Monday, February 20, 2012

Shooting Details in Low Light With Basic Lamps and A Tripod

When taking pictures, I'm all about natural light. And for detail shots that nice big window light is the bee's knees. That's my ideal light, but sometimes I run out of time and find myself in the dreaded lamps only low-light situation. Bleh! Yes, I have multiple flashes and could go for an extensive setup but most of the time I'm just lazy. Why would I want to do that? So let's say you're like me and you spent the afternoon playing Sims (um, I mean working) or maybe you just get home after dark. If you're itching to take pictures of your new Etsy swag with only low-light, here's what you do:

Get a tripod.

Tripods come in all sizes and price points - just make sure to get one that is sturdy enough to hold your camera. Those big guns like my Canon 5D Mark II get really heavy. Using a tripod for product shots works wonders in both natural light and low-light detail situations, especially if you want to get lots of stuff in nice focus. But for this post, we're all about that low light situation, inside with just your average household lamps. This is for detail product photography only - not people.
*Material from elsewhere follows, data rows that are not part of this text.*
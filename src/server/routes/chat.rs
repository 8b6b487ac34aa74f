//! Chat relay endpoint
//!
//! Accepts either a bare `message` string (shorthand for a one-element
//! user history) or a full `messages` history ending in a user message,
//! prepends the fixed system instruction, and forwards the conversation
//! to the chat provider.

use actix_web::{HttpResponse, web};
use serde::{Deserialize, Serialize};
use tracing::info;

use crate::core::types::{ChatMessage, MessageRole};
use crate::server::state::AppState;
use crate::utils::error::GatewayError;

/// Instruction prepended to every conversation before it is forwarded
pub const SYSTEM_PROMPT: &str =
    "Eres un asistente virtual amable y conciso. Responde siempre en español.";

/// Chat request body
#[derive(Debug, Deserialize)]
pub struct ChatRequest {
    /// Single-message shorthand
    #[serde(default)]
    pub message: Option<String>,
    /// Full conversation history; the last message must be from the user
    #[serde(default)]
    pub messages: Option<Vec<ChatMessage>>,
}

/// Chat response body
#[derive(Debug, Serialize)]
pub struct ChatResponse {
    /// First completion's text
    pub response: String,
}

impl ChatRequest {
    /// Validate the request and build the caller-supplied history
    ///
    /// Rejected requests never reach the upstream provider.
    fn into_history(self) -> Result<Vec<ChatMessage>, GatewayError> {
        if self.message.is_some() && self.messages.is_some() {
            return Err(GatewayError::Validation(
                "provide either \"message\" or \"messages\", not both".to_string(),
            ));
        }

        if let Some(messages) = self.messages {
            if messages.is_empty() {
                return Err(GatewayError::Validation(
                    "messages must not be empty".to_string(),
                ));
            }
            if messages.last().map(|m| m.role) != Some(MessageRole::User) {
                return Err(GatewayError::Validation(
                    "the last message must have role \"user\"".to_string(),
                ));
            }
            return Ok(messages);
        }

        match self.message {
            Some(message) if !message.trim().is_empty() => Ok(vec![ChatMessage::user(message)]),
            _ => Err(GatewayError::Validation(
                "no message was provided".to_string(),
            )),
        }
    }
}

/// Chat endpoint
pub async fn chat(
    state: web::Data<AppState>,
    request: web::Json<ChatRequest>,
) -> Result<HttpResponse, GatewayError> {
    let history = request.into_inner().into_history()?;

    info!(messages = history.len(), "Chat request");

    let mut conversation = Vec::with_capacity(history.len() + 1);
    conversation.push(ChatMessage::system(SYSTEM_PROMPT));
    conversation.extend(history);

    let response = state.chat.complete(&conversation).await?;

    Ok(HttpResponse::Ok().json(ChatResponse { response }))
}
//! HTTP server implementation
//!
//! This module provides the HTTP server and routing functionality.

pub mod handlers;
pub mod routes;
mod server;
pub mod state;

pub use server::HttpServer;
pub use state::AppState;
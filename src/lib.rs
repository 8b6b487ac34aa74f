//! # habla-gateway
//!
//! A small HTTP gateway that relays user input to a hosted
//! OpenAI-compatible chat-completion API and to Google Cloud speech
//! services (Speech-to-Text and Text-to-Speech).
//!
//! Every substantive behavior is delegated to the remote providers; the
//! gateway validates input, forwards it, and translates the provider's
//! response into an HTTP response. Routes are stateless and independent;
//! the cached Google access token is the only process-wide mutable state.
//!
//! ## Running the gateway
//!
//! ```rust,no_run
//! use habla_gateway::{Config, server};
//!
//! #[tokio::main]
//! async fn main() -> Result<(), Box<dyn std::error::Error>> {
//!     let config = Config::from_env()?;
//!     let server = server::HttpServer::new(&config).await?;
//!     server.start().await?;
//!     Ok(())
//! }
//! ```

#![warn(clippy::all)]

pub mod config;
pub mod core;
pub mod server;
pub mod utils;

// Re-export main types
pub use config::Config;
pub use core::types::{ChatMessage, MessageRole};
pub use utils::error::{GatewayError, Result};

/// Current version of the crate
pub const VERSION: &str = env!("CARGO_PKG_VERSION");
/// Name of the crate
pub const NAME: &str = env!("CARGO_PKG_NAME");

#[cfg(test)]
mod tests {
    use super::*;

    #[test]
    fn test_constants() {
        assert_eq!(VERSION, env!("CARGO_PKG_VERSION"));
        assert_eq!(NAME, env!("CARGO_PKG_NAME"));
    }
}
Shooting portraits in this light would just be a hot mess. Trust me.

So here's my lazy person set up:

  • stuff to photograph (globes)

  • camera on tripod

  • two basic floor lamps (different lamps will produce different results, so just try it out)

  • white balance set to Tungsten light (I usually stick with AWB but not in this situation)
Just FYI this is at night, so I'm relying solely on ambient light from lights in the room. In the image above you can see some yucky shadows on the wall.  That's because in this shot the overhead light is on (ceiling fan.) When you're trying to do this, overhead lights like ceiling fans and chandeliers will NOT cut it. They cast too many shadows either on the wall or big shadows from your product.

So let's say you don't have a tripod. This is what happens when you have to use a slow shutter speed to let in more light. Anything handheld slower than 1/50th second is going to look bad.

The other option you have (if you don't have a tripod) is to use flash. Here's an example of the Canon 40D's standard pop up flash. See those big shadows and bright highlights on the globes? Meh.

Low light + details + camera + tripod = yay! In the photo above I only have one light on in the room - lamp #1 (on the right.)  It works nicely, but if you want to fill in a little more shadows / darkness  on the left of the globes... you could turn on lamp #2.

And here it is, a globe shot with both floor lamps turned on. These images have a little editing in Photoshop. There is so much more to work with when you shoot detail shots with a tripod. So the next time you want to take detail shots but it's already dark outside - get out your tripod. And remember, that tripod is great for anytime you're shooting product / detail photography - even when there's still window light to use.

Monday, February 6, 2012

Shooting Macro Photography - Take a Closer Look

One of the best things about digital photography is the ability to take as many pictures as you want to experiment and be creative. Shooting macro photography is just one awesome way to get really creative and it's so much fun.

When I used to shoot weddings, I used my macro lens to shoot ring shots and it's was always one of my favorite things to shoot. Lately I've been looking around the house to see what other stuff I can take pictures of. Once you start thinking on the macro scale of things, all kinds of photo opportunities appear! Note to self: take macro lens and find blue dumpster.

Don't have a macro lens? Some lenses have a "macro" setting and even though it won't get you super close like an actual macro lens, you can still try your hand at shooting in macro.  Just try shooting as close as possible and focus on the little details.  If you have a macro lens, even better!

You could take a picture of a vintage camera:

Or you could get real close:

You could photograph this pretty pretty globe:

Or you could get even closer and focus on where you live:

You could take a picture of a guitar... (guitars are cool, just sayin')

Or you could capture some up-close details (my rockstar husband approves.)